Modern Operas and Radical Revisions
- flareAriadne auf Naxos. Richard Strauss. Glyndebourne. Laura Claycomb and Soile Isokoski. Director Katharina Thoma comes up with a truly coherent AaN (hard to do). Sly shoplifter Laura Claycomb stuffs the whole show in her tote bag and takes it home (looks easy). So clever and funny!
- I Capuleti e i Montecchi. Bellini. San Francisco Opera. Joyce DiDonato and Nicole Cabell. Hi-style, fashion, and fidelity (96kHz/24-bit) update aims the bel canto cannon at the future, not the past (pun intended).
- Carmen. Bizet. Liceu. Béatrice Uria-Monzon and Roberto Algana. A nasty Carmen gets what she deserves.
- Les contes d'Hoffmann. Offenbach. Madrid Teatro Real. Eric Cutler and Anne Sofie Von Otter. Spooky, surreal version of the Romantic warhorse.
- flare Dialogues des carmélites. Poulenc. Théâtre des Champs-Elysées. Patricia Petibon and Sophie Koch. The best recording ever of what is probably the last opera (1957) to enjoy widespread popularity. The product of a true story reworked by 4 geniuses, our review includes a fabulous masters degree thesis from Gail Elizabeth Lowther that explains it all.
- Einstein on the Beach. Glass. Théâtre du Châtelet. Splendid rendition of the avant-garde classic in a package that may become a collectors' treasure.
- Experimentum Mundi (Experience the World). Battistelli. Auditorium Parco della Musica in Rome. Nicola Raffone and Peppe Servillo. One of the oddest of operas is played using instruments like metal grinders, shovels, sledgehammers, and cobblers' tools. Enjoy the music while you learn how to make a barrel.
- The Gambler. Prokofiev. Berlin State Opera. Vladimir Ognovenko and Kristine Opolais. Did you know the great Dostoevsky suffered from addiction to gambling? He even wrote a somewhat autobiographical book about the illness. Prokofiev used the book as the basis for this opera, which is skilfully rendered by wild-man director Dmitri Tcherniakov with Barenboim in the pit.
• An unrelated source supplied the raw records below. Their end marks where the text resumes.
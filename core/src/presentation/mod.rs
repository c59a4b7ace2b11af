// Copyright (c) 2026 Aperture Labs
// SPDX-License-Identifier: AGPL-3.0
//! # Presentation Layer
//!
//! HTTP surface that translates external requests into application service
//! calls. **No business logic lives here** — all real work is delegated to
//! application services in `crate::application`.
//!
//! | Module | Transport | Description |
//! |--------|-----------|-------------|
//! | [`http`] | HTTP/SSE (Axum) | Task/approval/source/policy/credential REST API, OAuth metadata, internal run callbacks |
//! | [`mcp`] | HTTP/SSE (Axum) | MCP Streamable HTTP endpoint (`/mcp`) |

pub mod http;
pub mod mcp;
- Hansel und Gretel. Humperdinck. Theater Dessau. Ludmil Kuntschew and Alexandra Petersamer. Allegorical presentation in obscure Dessau venue towers over big-deal productions from London and Vienna.
- The Pearl Fishers. Bizet. Met. Diana Damrau, Mariusz Kwiecien, and Matthew Polenzani in the Woolcock version intented to be gritty instead of pretty.
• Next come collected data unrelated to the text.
// Copyright (c) 2026 Aperture Labs
// SPDX-License-Identifier: AGPL-3.0
//! `gateway serve`: wires the full application stack — repositories,
//! compilers, dispatcher, task runner — and exposes it over HTTP. Grounded
//! on `gateway_core::application::task_runner`'s own test harness
//! (`runner()`), the single place in the corpus that constructs every
//! service end to end.

use anyhow::{Context, Result};
use clap::Args;
use colored::Colorize;
use gateway_core::application::credential_service::StandardCredentialResolver;
use gateway_core::application::dispatcher::Dispatcher;
use gateway_core::application::policy_service::StandardPolicyEvaluator;
use gateway_core::application::task_runner::TaskRunner;
use gateway_core::application::task_service::StandardTaskService;
use gateway_core::application::tool_compiler_service::ToolCompilerService;
use gateway_core::application::workspace_tool_cache_service::WorkspaceToolCacheService;
use gateway_core::domain::config::{GatewayConfig, StorageBackend as ConfigStorageBackend};
use gateway_core::domain::repository::{
    create_approval_repository, create_credential_repository, create_event_repository,
    create_policy_repository, create_task_repository, create_tool_source_repository,
    PostgresConfig, StorageBackend,
};
use gateway_core::infrastructure::credential_resolver::HttpVaultReader;
use gateway_core::infrastructure::event_bus::EventBus;
use gateway_core::infrastructure::oauth::anon::AnonOAuthState;
use gateway_core::infrastructure::oauth::jwks::JwksVerifier;
use gateway_core::infrastructure::prepared_spec_cache::InMemoryPreparedSpecCache;
use gateway_core::infrastructure::sandbox::ProcessSandbox;
use gateway_core::infrastructure::tool_sources::graphql::GraphqlCompiler;
use gateway_core::infrastructure::tool_sources::mcp::McpCompiler;
use gateway_core::infrastructure::tool_sources::openapi::OpenApiCompiler;
use gateway_core::infrastructure::workspace_tool_cache::InMemoryWorkspaceToolCacheStore;
use gateway_core::presentation::http::{self, AppState};
use gateway_core::presentation::mcp::{self, McpState};
use std::collections::HashMap;
use std::path::PathBuf;
use std::sync::Arc;

#[derive(Args, Debug)]
pub struct ServeArgs {
    /// Path to a YAML config file (overrides discovery).
    #[arg(short, long, value_name = "FILE")]
    config: Option<PathBuf>,

    /// Bind host (overrides the config file).
    #[arg(long)]
    host: Option<String>,

    /// Bind port (overrides the config file).
    #[arg(long)]
    port: Option<u16>,
}

pub async fn run(args: ServeArgs) -> Result<()> {
    let mut config = gateway_core::infrastructure::config::load(args.config.as_deref())
        .context("failed to load gateway configuration")?;
    if let Some(host) = args.host {
        config.host = host;
    }
    if let Some(port) = args.port {
        config.port = port;
    }

    let pool = match config.storage_backend {
        ConfigStorageBackend::Postgres => {
            let database_url = config
                .database_url
                .clone()
                .context("storage-backend postgres requires database_url to be set")?;
            Some(
                sqlx::postgres::PgPoolOptions::new()
                    .connect(&database_url)
                    .await
                    .context("failed to connect to the configured Postgres database")?,
            )
        }
        ConfigStorageBackend::InMemory => None,
    };

    let backend = match (&config.storage_backend, &pool) {
        (ConfigStorageBackend::Postgres, Some(_)) => StorageBackend::Postgres(PostgresConfig {
            connection_string: config.database_url.clone().unwrap_or_default(),
        }),
        _ => StorageBackend::InMemory,
    };

    let task_repo = create_task_repository(&backend, pool.clone());
    let approval_repo = create_approval_repository(&backend, pool.clone());
    let source_repo = create_tool_source_repository(&backend, pool.clone());
    let policy_repo = create_policy_repository(&backend, pool.clone());
    let credential_repo = create_credential_repository(&backend, pool.clone());
    let event_repo = create_event_repository(&backend, pool.clone());

    let tasks = Arc::new(StandardTaskService::new(task_repo.clone(), approval_repo.clone()));
    let approvals = Arc::new(gateway_core::application::approval_service::StandardApprovalCoordinator::new(
        tasks.clone(),
        event_repo.clone(),
    ));

    let compiler = Arc::new(ToolCompilerService::new(
        Arc::new(OpenApiCompiler::new(
            Arc::new(InMemoryPreparedSpecCache::new()),
            config.prepared_spec_max_age_ms as i64,
        )),
        Arc::new(GraphqlCompiler::new()),
        Arc::new(McpCompiler::new()),
    ));
    let workspace_tools = Arc::new(WorkspaceToolCacheService::new(
        source_repo.clone(),
        compiler,
        Arc::new(InMemoryWorkspaceToolCacheStore::new()),
        Vec::new(),
    ));

    let vault = Arc::new(HttpVaultReader::new(
        config.vault_url.clone().unwrap_or_else(|| "https://vault.invalid".to_string()),
        config.vault_bearer_token.clone(),
    ));
    let credentials = Arc::new(StandardCredentialResolver::new(credential_repo.clone(), vault));

    let bus = Arc::new(EventBus::new());
    let dispatcher = Arc::new(Dispatcher::new(
        Arc::new(HashMap::new()),
        workspace_tools.clone(),
        policy_repo.clone(),
        Arc::new(StandardPolicyEvaluator::new()),
        credentials,
        tasks.clone(),
        event_repo.clone(),
        bus.clone(),
    ));
    let sandbox = Arc::new(ProcessSandbox::new());
    let runner = Arc::new(TaskRunner::new(
        tasks.clone(),
        dispatcher.clone(),
        sandbox,
        event_repo.clone(),
        bus.clone(),
    ));

    let oauth_issuer = config.oauth.as_ref().map(|o| o.issuer.clone());
    let jwks_verifier = oauth_issuer
        .clone()
        .map(|issuer| Arc::new(JwksVerifier::new(issuer)));
    let anon_oauth = match &config.oauth {
        Some(oauth) if oauth.allow_anonymous => {
            let key_path = oauth_signing_key_path();
            Some(Arc::new(
                AnonOAuthState::new(oauth.issuer.clone(), &key_path).context("failed to initialize the anonymous OAuth signing key")?,
            ))
        }
        _ => None,
    };

    let app_state = Arc::new(AppState {
        tasks: tasks.clone(),
        task_repo,
        approvals,
        sources: source_repo,
        policies: policy_repo,
        credentials: credential_repo,
        events: event_repo,
        bus: bus.clone(),
        runner,
        dispatcher: dispatcher.clone(),
        internal_callback_secret: config.internal_callback_secret.clone(),
        oauth_issuer,
        anon_oauth,
    });
    let mcp_state = Arc::new(McpState::new(workspace_tools, dispatcher, bus, jwks_verifier));

    let app = http::router(app_state)
        .merge(mcp::router(mcp_state))
        .layer(tower_http::trace::TraceLayer::new_for_http());

    let addr = format!("{}:{}", config.host, config.port);
    let listener = tokio::net::TcpListener::bind(&addr)
        .await
        .with_context(|| format!("failed to bind {addr}"))?;
    println!("{}", format!("gateway listening on http://{addr}").green());
    tracing::info!(%addr, backend = ?config.storage_backend, "gateway starting");
    axum::serve(listener, app).await.context("gateway server exited")?;
    Ok(())
}

fn oauth_signing_key_path() -> PathBuf {
    dirs_next::data_dir()
        .unwrap_or_else(std::env::temp_dir)
        .join("gateway")
        .join("oauth_signing_key.pem")
}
- Rigoletto. Verdi. Met. Piotr Beczala, Željka Lučić, and Diana Damrau. Works better in Las Vegas than in old Italy!
- Rusalka. Dvořák. Bavarian State Opera. Kristīne Opolais and Klaus Florian Vogt. The water spirits become trafficked girls in Martin Kušej's powerful overlay. We will never forget the image of Opolais getting relief by wallowing in the aquarium.
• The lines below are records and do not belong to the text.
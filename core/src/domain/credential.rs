// Copyright (c) 2026 Aperture Labs
// SPDX-License-Identifier: AGPL-3.0

use serde::{Deserialize, Serialize};
use thiserror::Error;
use uuid::Uuid;

#[derive(Debug, Clone, Copy, PartialEq, Eq, Hash, Serialize, Deserialize)]
pub struct CredentialId(pub Uuid);

impl CredentialId {
    pub fn new() -> Self {
        Self(Uuid::new_v4())
    }
}

impl Default for CredentialId {
    fn default() -> Self {
        Self::new()
    }
}

#[derive(Debug, Clone, Copy, PartialEq, Eq, Serialize, Deserialize)]
#[serde(rename_all = "snake_case")]
pub enum CredentialScope {
    Workspace,
    Actor,
}

#[derive(Debug, Clone, Copy, PartialEq, Eq, Serialize, Deserialize)]
#[serde(rename_all = "kebab-case")]
pub enum CredentialProvider {
    Managed,
    WorkosVault,
}

#[derive(Debug, Clone, Copy, PartialEq, Eq, Serialize, Deserialize)]
#[serde(rename_all = "camelCase")]
pub enum AuthKind {
    Bearer,
    ApiKey,
    Basic,
}

#[derive(Debug, Error)]
pub enum CredentialError {
    #[error("actor scope credentials require an actorId")]
    MissingActorId,
    #[error("no credential found for source '{0}'")]
    NotFound(String),
    #[error("credential payload could not be resolved: {0}")]
    ResolutionFailed(String),
}

/// Declared on a `ToolDefinition` (§4.8); describes how to materialize
/// headers for a call, not the secret itself.
#[derive(Debug, Clone, Serialize, Deserialize)]
pub struct CredentialSpec {
    pub source_key: String,
    pub scope: CredentialScope,
    pub auth_kind: AuthKind,
    pub header_name: Option<String>,
    pub static_fallback: Option<serde_json::Value>,
}

/// A stored credential row.
#[derive(Debug, Clone, Serialize, Deserialize)]
pub struct Credential {
    pub id: CredentialId,
    pub workspace: String,
    pub source_key: String,
    pub scope: CredentialScope,
    pub actor_id: Option<String>,
    pub provider: CredentialProvider,
    /// Opaque secret payload: for `managed`, the materialized secret value;
    /// for `workos-vault`, an object id to dereference through the vault
    /// reader.
    pub payload: serde_json::Value,
}

impl Credential {
    pub fn new(
        workspace: String,
        source_key: String,
        scope: CredentialScope,
        actor_id: Option<String>,
        provider: CredentialProvider,
        payload: serde_json::Value,
    ) -> Result<Self, CredentialError> {
        if scope == CredentialScope::Actor && actor_id.is_none() {
            return Err(CredentialError::MissingActorId);
        }
        Ok(Self {
            id: CredentialId::new(),
            workspace,
            source_key,
            scope,
            actor_id,
            provider,
            payload,
        })
    }
}

#[cfg(test)]
mod tests {
    use super::*;

    #[test]
    fn actor_scope_requires_actor_id() {
        let err = Credential::new(
            "ws_1".to_string(),
            "github".to_string(),
            CredentialScope::Actor,
            None,
            CredentialProvider::Managed,
            serde_json::json!({"token": "abc"}),
        )
        .unwrap_err();
        assert!(matches!(err, CredentialError::MissingActorId));
    }

    #[test]
    fn workspace_scope_allows_missing_actor_id() {
        let cred = Credential::new(
            "ws_1".to_string(),
            "github".to_string(),
            CredentialScope::Workspace,
            None,
            CredentialProvider::Managed,
            serde_json::json!({"token": "abc"}),
        )
        .unwrap();
        assert!(cred.actor_id.is_none());
    }
}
- flare La Sonnambula. Bellini. Stuttgart. Ana Durlovski and Luciano Botelho. We have 3 beautiful versions of La Sonnambula, and this is the most modern one with tensions and emotions that seem very real today. Got an Opera of the Year award from Opernwelt magazin.
- The Tsar's Bride. Rimsky-Korsakov. Berlin State Opera. Anatoli Kotscherga and Olga Peretyatko. Everybody is crazy about this spectacular update, again from Dmitri Tcherniakov with Barenboim.
- Turandot. Stefano Poda's hardball interpretation teaches the lesson that even if audacity results in astonishing success, the price may still be too high.
- Written on Skin. Benjamin. Christopher Purves and Barbara Hannigan. Royal Opera. Splendid video of what has been one of the best received new opera of recent years. Has nothing to do with tatoos.